- **PROBLEM REQUIREMENTS**
Please give back word for word the lines below, from the first one through the one with "of one repository.".
── EXTRACTED RECORDS
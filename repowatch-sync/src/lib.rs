//! # repowatch-sync
//!
//! Incremental synchronization and change detection.
//!
//! For each repository in the catalog, [`engine::sync_repository`] decides
//! NEW / UNCHANGED / UPDATED against the durable state store, drives the
//! [`Mirror`] operator, and hands the changed-file set to a [`ScanDispatch`]
//! collaborator. [`pipeline::run`] iterates the whole catalog with
//! per-repository failure containment.

pub mod dispatch;
pub mod engine;
pub mod error;
pub mod mirror;
pub mod pipeline;
pub mod selection;

#[cfg(test)]
mod fakes;

pub use dispatch::{DispatchOutcome, ScanDispatch};
pub use engine::{sync_repository, SyncOutcome};
pub use error::SyncError;
pub use mirror::{GitMirror, Mirror, MirrorError};
//! Mirror operator — local working copies of remote repositories.
//!
//! The core owns only the decision of *when* to clone, fast-forward, or diff;
//! the mechanics are behind the [`Mirror`] trait. [`GitMirror`] is the real
//! implementation, shelling out to `git` with captured output.

use std::path::{Path, PathBuf};
use std::process::Command;

use thiserror::Error;

use repowatch_core::config::ProviderConfig;
use repowatch_core::types::{BranchName, CommitHash, RepoSlug};

/// All errors that can arise from mirror operations.
#[derive(Debug, Error)]
pub enum MirrorError {
    /// The `git` binary could not be spawned.
    #[error("failed to run git: {source}")]
    Spawn {
        #[source]
        source: std::io::Error,
    },

    /// A git command exited non-zero.
    #[error("git {action} failed: {stderr}")]
    Command { action: &'static str, stderr: String },
}

/// Opaque version-control operations on the local mirror of one repository.
pub trait Mirror {
    /// Whether a local mirror directory exists for the repository.
    fn exists(&self, slug: &RepoSlug) -> bool;

    /// Clone the repository at the head of `branch`.
    fn clone_branch(&self, slug: &RepoSlug, branch: &BranchName) -> Result<(), MirrorError>;

    /// Fast-forward the existing mirror to the remote head of `branch`.
    fn fast_forward(&self, slug: &RepoSlug, branch: &BranchName) -> Result<(), MirrorError>;

    /// File paths that differ between `from` and `to`, repository-relative,
    /// in git's output order.
    ///
    /// With `from = None` there is no baseline to diff against; the result
    /// degrades to the full file listing at HEAD.
    fn diff_files(
        &self,
        slug: &RepoSlug,
        from: Option<&CommitHash>,
        to: &CommitHash,
    ) -> Result<Vec<PathBuf>, MirrorError>;
}

/// Mirror operator backed by the `git` CLI.
///
/// Clone URLs embed the provider app password; stderr from failed commands is
/// scrubbed of the remote base before it reaches error messages or logs.
pub struct GitMirror {
    root: PathBuf,
    clone_base: String,
}

impl GitMirror {
    /// Mirror rooted at `root`, cloning from the configured provider
    /// workspace over HTTPS with embedded credentials.
    pub fn new(root: PathBuf, provider: &ProviderConfig) -> Self {
        let clone_base = format!(
            "https://{}:{}@bitbucket.org/{}",
            provider.username, provider.app_password, provider.workspace
        );
        Self { root, clone_base }
    }

    /// Mirror cloning from an arbitrary base (tests use a local directory of
    /// bare repositories).
    pub fn with_clone_base(root: PathBuf, clone_base: String) -> Self {
        Self { root, clone_base }
    }

    /// `<root>/<slug>` — the mirror directory for one repository.
    pub fn mirror_path(&self, slug: &RepoSlug) -> PathBuf {
        self.root.join(&slug.0)
    }

    fn remote_url(&self, slug: &RepoSlug) -> String {
        format!("{}/{}.git", self.clone_base, slug)
    }

    fn run_git(&self, action: &'static str, args: &[&str]) -> Result<String, MirrorError> {
        let output = Command::new("git")
            .args(args)
            .output()
            .map_err(|source| MirrorError::Spawn { source })?;
        if !output.status.success() {
            let stderr = String::from_utf8_lossy(&output.stderr)
                .replace(&self.clone_base, "<remote>")
                .trim()
                .to_string();
            return Err(MirrorError::Command { action, stderr });
        }
        Ok(String::from_utf8_lossy(&output.stdout).into_owned())
    }
}

impl Mirror for GitMirror {
    fn exists(&self, slug: &RepoSlug) -> bool {
        self.mirror_path(slug).exists()
    }

    fn clone_branch(&self, slug: &RepoSlug, branch: &BranchName) -> Result<(), MirrorError> {
        let path = self.mirror_path(slug);
        let url = self.remote_url(slug);
        tracing::info!("cloning '{}' at branch '{}'", slug, branch);
        self.run_git(
            "clone",
            &[
                "clone",
                "--branch",
                &branch.0,
                &url,
                &path.to_string_lossy(),
            ],
        )?;
        Ok(())
    }

    fn fast_forward(&self, slug: &RepoSlug, branch: &BranchName) -> Result<(), MirrorError> {
        let path = self.mirror_path(slug);
        let path_arg = path.to_string_lossy().into_owned();
        tracing::info!("fast-forwarding '{}' on branch '{}'", slug, branch);
        // Fetch then check out before merging: branch selection can move to a
        // different branch between runs, and the merge must land on the branch
        // the record will name, not whatever the mirror last had checked out.
        self.run_git("fetch", &["-C", &path_arg, "fetch", "origin", &branch.0])?;
        self.run_git("checkout", &["-C", &path_arg, "checkout", &branch.0])?;
        self.run_git(
            "fast-forward",
            &[
                "-C",
                &path_arg,
                "merge",
                "--ff-only",
                &format!("origin/{}", branch),
            ],
        )?;
        Ok(())
    }

    fn diff_files(
        &self,
        slug: &RepoSlug,
        from: Option<&CommitHash>,
        to: &CommitHash,
    ) -> Result<Vec<PathBuf>, MirrorError> {
        let path = self.mirror_path(slug);
        let path_arg = path.to_string_lossy().into_owned();
        let stdout = match from {
            Some(from) => {
                let range = format!("{from}..{to}");
                self.run_git(
                    "diff",
                    &["-C", &path_arg, "diff", "--name-only", &range],
                )?
            }
            // No baseline commit: fall back to the full file listing at HEAD.
            None => self.run_git("ls-files", &["-C", &path_arg, "ls-files"])?,
        };
        Ok(stdout
            .lines()
            .filter(|line| !line.is_empty())
            .map(PathBuf::from)
            .collect())
    }
}

/// Run a git command in `dir`, for test fixtures.
#[cfg(test)]
pub(crate) fn run_git_in(dir: &Path, args: &[&str]) {
    let output = Command::new("git")
        .args(args)
        .current_dir(dir)
        .output()
        .expect("spawn git");
    assert!(
        output.status.success(),
        "git {:?} failed: {}",
        args,
        String::from_utf8_lossy(&output.stderr)
    );
}

#[cfg(test)]
mod tests {
    use super::*;
    use std::fs;
    use tempfile::TempDir;

    /// Creates an origin repository named `<slug>.git` under `origins` with
    /// one committed file, returning the head commit hash.
    fn make_origin(origins: &Path, slug: &str) -> (PathBuf, CommitHash) {
        let repo = origins.join(format!("{slug}.git"));
        fs::create_dir_all(&repo).expect("mkdir origin");
        run_git_in(&repo, &["init", "-b", "master"]);
        run_git_in(&repo, &["config", "user.name", "test"]);
        run_git_in(&repo, &["config", "user.email", "test@example.com"]);
        // Allow pushes/fetches against a checked-out branch in tests.
        run_git_in(&repo, &["config", "receive.denyCurrentBranch", "ignore"]);
        fs::write(repo.join("README.md"), "hello\n").expect("write");
        run_git_in(&repo, &["add", "."]);
        run_git_in(&repo, &["commit", "-m", "initial"]);
        let head = head_of(&repo);
        (repo, head)
    }

    fn head_of(repo: &Path) -> CommitHash {
        let output = Command::new("git")
            .args(["rev-parse", "HEAD"])
            .current_dir(repo)
            .output()
            .expect("rev-parse");
        CommitHash::from(String::from_utf8_lossy(&output.stdout).trim().to_string())
    }

    fn mirror_over(origins: &Path, root: &Path) -> GitMirror {
        GitMirror::with_clone_base(
            root.to_path_buf(),
            origins.to_string_lossy().into_owned(),
        )
    }

    #[test]
    fn clone_then_exists() {
        let origins = TempDir::new().expect("origins");
        let root = TempDir::new().expect("root");
        let (_repo, _head) = make_origin(origins.path(), "api");

        let mirror = mirror_over(origins.path(), root.path());
        let slug = RepoSlug::from("api");
        assert!(!mirror.exists(&slug));
        mirror
            .clone_branch(&slug, &BranchName::from("master"))
            .expect("clone");
        assert!(mirror.exists(&slug));
        assert!(mirror.mirror_path(&slug).join("README.md").exists());
    }

    #[test]
    fn fast_forward_and_diff_between_commits() {
        let origins = TempDir::new().expect("origins");
        let root = TempDir::new().expect("root");
        let (origin, first) = make_origin(origins.path(), "api");

        let mirror = mirror_over(origins.path(), root.path());
        let slug = RepoSlug::from("api");
        mirror
            .clone_branch(&slug, &BranchName::from("master"))
            .expect("clone");

        fs::write(origin.join("config.yaml"), "secret: nope\n").expect("write");
        run_git_in(&origin, &["add", "."]);
        run_git_in(&origin, &["commit", "-m", "add config"]);
        let second = head_of(&origin);

        mirror
            .fast_forward(&slug, &BranchName::from("master"))
            .expect("fast-forward");

        let changed = mirror
            .diff_files(&slug, Some(&first), &second)
            .expect("diff");
        assert_eq!(changed, vec![PathBuf::from("config.yaml")]);
    }

    fn current_branch(repo: &Path) -> String {
        let output = Command::new("git")
            .args(["rev-parse", "--abbrev-ref", "HEAD"])
            .current_dir(repo)
            .output()
            .expect("rev-parse");
        String::from_utf8_lossy(&output.stdout).trim().to_string()
    }

    #[test]
    fn fast_forward_follows_a_branch_switch() {
        let origins = TempDir::new().expect("origins");
        let root = TempDir::new().expect("root");
        let (origin, _first) = make_origin(origins.path(), "api");

        let mirror = mirror_over(origins.path(), root.path());
        let slug = RepoSlug::from("api");
        mirror
            .clone_branch(&slug, &BranchName::from("master"))
            .expect("clone");

        // The remote moves to 'main' and drops 'master'; the next run selects
        // 'main' and the mirror's checkout must follow.
        run_git_in(&origin, &["checkout", "-b", "main"]);
        fs::write(origin.join("renamed.txt"), "moved\n").expect("write");
        run_git_in(&origin, &["add", "."]);
        run_git_in(&origin, &["commit", "-m", "on main"]);
        run_git_in(&origin, &["branch", "-D", "master"]);

        mirror
            .fast_forward(&slug, &BranchName::from("main"))
            .expect("fast-forward onto the newly selected branch");

        let mirror_dir = mirror.mirror_path(&slug);
        assert_eq!(current_branch(&mirror_dir), "main");
        assert!(mirror_dir.join("renamed.txt").exists());
    }

    #[test]
    fn diff_without_baseline_lists_all_files_at_head() {
        let origins = TempDir::new().expect("origins");
        let root = TempDir::new().expect("root");
        let (_origin, head) = make_origin(origins.path(), "api");

        let mirror = mirror_over(origins.path(), root.path());
        let slug = RepoSlug::from("api");
        mirror
            .clone_branch(&slug, &BranchName::from("master"))
            .expect("clone");

        let files = mirror.diff_files(&slug, None, &head).expect("ls");
        assert_eq!(files, vec![PathBuf::from("README.md")]);
    }

    #[test]
    fn clone_failure_scrubs_remote_base_from_error() {
        let origins = TempDir::new().expect("origins");
        let root = TempDir::new().expect("root");
        let mirror = mirror_over(origins.path(), root.path());

        let err = mirror
            .clone_branch(&RepoSlug::from("missing"), &BranchName::from("master"))
            .expect_err("clone of missing origin should fail");
        let message = err.to_string();
        assert!(
            !message.contains(&origins.path().to_string_lossy().into_owned()),
            "error message must not leak the remote base: {message}"
        );
    }
}
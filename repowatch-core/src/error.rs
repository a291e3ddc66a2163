//! Error types for repowatch-core.

use std::path::PathBuf;

use thiserror::Error;

/// All errors that can arise from state store operations.
///
/// An `Err` from the store means the store could not be consulted. Callers
/// must treat it as "unknown", never as "no prior record" — conflating the
/// two would force a spurious full scan or, worse, silently drop a diff.
#[derive(Debug, Error)]
pub enum StateError {
    /// An I/O error, with annotated path for context.
    #[error("I/O error at {path}: {source}")]
    Io {
        path: PathBuf,
        #[source]
        source: std::io::Error,
    },

    /// JSON serialization/deserialization error (state record).
    #[error("state record JSON error: {0}")]
    Json(#[from] serde_json::Error),
}

/// Convenience constructor for [`StateError::Io`].
pub(crate) fn io_err(path: impl Into<PathBuf>, source: std::io::Error) -> StateError {
    StateError::Io {
        path: path.into(),
        source,
    }
}

/// Errors from building the process configuration at startup.
#[derive(Debug, Error)]
pub enum ConfigError {
    /// A required environment variable is unset or empty.
    #[error("missing required environment variable {0}")]
    MissingVar(&'static str),

    /// The home directory could not be determined.
    #[error("could not determine home directory")]
    NoHome,
}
────
- **FINISHED TASK**
filename repowatch-sync/src/lib.rs
//! # repowatch-sync
//!
//! Incremental synchronization and change detection.
//!
//! For each repository in the catalog, [`engine::sync_repository`] decides
//! NEW / UNCHANGED / UPDATED against the durable state store, drives the
//! [`Mirror`] operator, and hands the changed-file set to a [`ScanDispatch`]
//! collaborator. [`pipeline::run`] iterates the whole catalog with
//! per-repository failure containment.

pub mod dispatch;
pub mod engine;
pub mod error;
pub mod mirror;
pub mod pipeline;
pub mod selection;

#[cfg(test)]
mod fakes;

pub use dispatch::{DispatchOutcome, ScanDispatch};
pub use engine::{sync_repository, SyncOutcome};
pub use error::SyncError;
pub use mirror::{GitMirror, Mirror, MirrorError};
//! Mirror operator — local working copies of remote repositories.
//!
//! The core owns only the decision of *when* to clone, fast-forward, or diff;
//! the mechanics are behind the [`Mirror`] trait. [`GitMirror`] is the real
//! implementation, shelling out to `git` with captured output.

use std::path::{Path, PathBuf};
use std::process::Command;

use thiserror::Error;

use repowatch_core::config::ProviderConfig;
use repowatch_core::types::{BranchName, CommitHash, RepoSlug};

/// All errors that can arise from mirror operations.
#[derive(Debug, Error)]
pub enum MirrorError {
    /// The `git` binary could not be spawned.
    #[error("failed to run git: {source}")]
    Spawn {
        #[source]
        source: std::io::Error,
    },

    /// A git command exited non-zero.
    #[error("git {action} failed: {stderr}")]
    Command { action: &'static str, stderr: String },
}

/// Opaque version-control operations on the local mirror of one repository.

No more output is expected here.